**Work to complete:** The expected answer is the set of lines in the data below between the line holding "declaring the reporting hook" and the line holding "fn default_message() ->", inclusive, written out exactly.

**The records:**

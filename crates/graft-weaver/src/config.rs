//! Weaver configuration (graft.toml)
//!
//! ```toml
//! verify_output = true
//!
//! [safety_net]
//! message = "An error occurred while trying to apply an advisor"
//! report_owner = "graft/rt/Report"
//! report_name = "error"
//! ```

use crate::safety_net::{SafetyNet, DEFAULT_MESSAGE, DEFAULT_REPORT_NAME, DEFAULT_REPORT_OWNER};
use serde::{Deserialize, Serialize};
use std::path::Path;
use thiserror::Error;

/// Errors that can occur while loading a configuration
#[derive(Debug, Error)]
pub enum ConfigError {
    /// Failed to read the configuration file
    #[error("Failed to read configuration file: {0}")]
    IoError(#[from] std::io::Error),

    /// Failed to parse TOML
    #[error("Failed to parse configuration: {0}")]
    ParseError(#[from] toml::de::Error),

    /// A value is present but unusable
    #[error("Invalid configuration: {0}")]
    ValidationError(String),
}

/// Top-level weaver settings
#[derive(Debug, Clone, Serialize, Deserialize, PartialEq, Eq)]
#[serde(deny_unknown_fields)]
pub struct WeaveConfig {
    /// Run the structural verifier on every transformed type
    #[serde(default = "default_verify_output")]
    pub verify_output: bool,

    /// Safety net settings
    #[serde(default)]
    pub safety_net: SafetyNetConfig,
}

/// Safety net settings
#[derive(Debug, Clone, Serialize, Deserialize, PartialEq, Eq)]
#[serde(deny_unknown_fields)]
pub struct SafetyNetConfig {
    /// Message passed to the reporting hook
    #[serde(default = "default_message")]
    pub message: String,

    /// Type declaring the reporting hook
    #[serde(default = "default_report_owner")]
    pub report_owner: String,

    /// Name of the static reporting hook
    #[serde(default = "default_report_name")]
    pub report_name: String,
}

fn default_verify_output() -> bool {
    true
}

fn default_message() -> String {
    DEFAULT_MESSAGE.to_string()
}

fn default_report_owner() -> String {
    DEFAULT_REPORT_OWNER.to_string()
}

fn default_report_name() -> String {
    DEFAULT_REPORT_NAME.to_string()
}

impl Default for WeaveConfig {
    fn default() -> Self {
        Self {
            verify_output: default_verify_output(),
            safety_net: SafetyNetConfig::default(),
        }
    }
}

impl Default for SafetyNetConfig {
    fn default() -> Self {
        Self {
            message: default_message(),
            report_owner: default_report_owner(),
            report_name: default_report_name(),
        }
    }
}

impl WeaveConfig {
    /// Parse a configuration from a file
    pub fn from_file(path: &Path) -> Result<Self, ConfigError> {
        let content = std::fs::read_to_string(path)?;
        Self::from_str(&content)
    }

    /// Parse a configuration from a string
    #[allow(clippy::should_implement_trait)]
    pub fn from_str(content: &str) -> Result<Self, ConfigError> {
        let config: WeaveConfig = toml::from_str(content)?;
        config.validate()?;
        Ok(config)
    }

    /// Validate the configuration
    pub fn validate(&self) -> Result<(), ConfigError> {
        let net = &self.safety_net;
        if net.report_owner.is_empty() || net.report_name.is_empty() {
            return Err(ConfigError::ValidationError(
                "safety_net.report_owner and safety_net.report_name cannot be empty".to_string(),
            ));
        }
        if net.report_name == "<init>" {
            return Err(ConfigError::ValidationError(
                "safety_net.report_name must name a static method".to_string(),
            ));
        }
        Ok(())
    }

    /// The safety net these settings describe
    ///
    /// Default settings yield a copy of [`SafetyNet::instance`].
    pub fn safety_net(&self) -> SafetyNet {
        if self.safety_net == SafetyNetConfig::default() {
            return SafetyNet::instance().clone();
        }
        SafetyNet::new(
            self.safety_net.message.clone(),
            self.safety_net.report_owner.clone(),
            self.safety_net.report_name.clone(),
        )
    }
}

**Response for this exercise:**
    /// Type declaring the reporting hook
    #[serde(default = "default_report_owner")]
    pub report_owner: String,

    /// Name of the static reporting hook
    #[serde(default = "default_report_name")]
    pub report_name: String,
}

fn default_verify_output() -> bool {
    true
}

fn default_message() -> String {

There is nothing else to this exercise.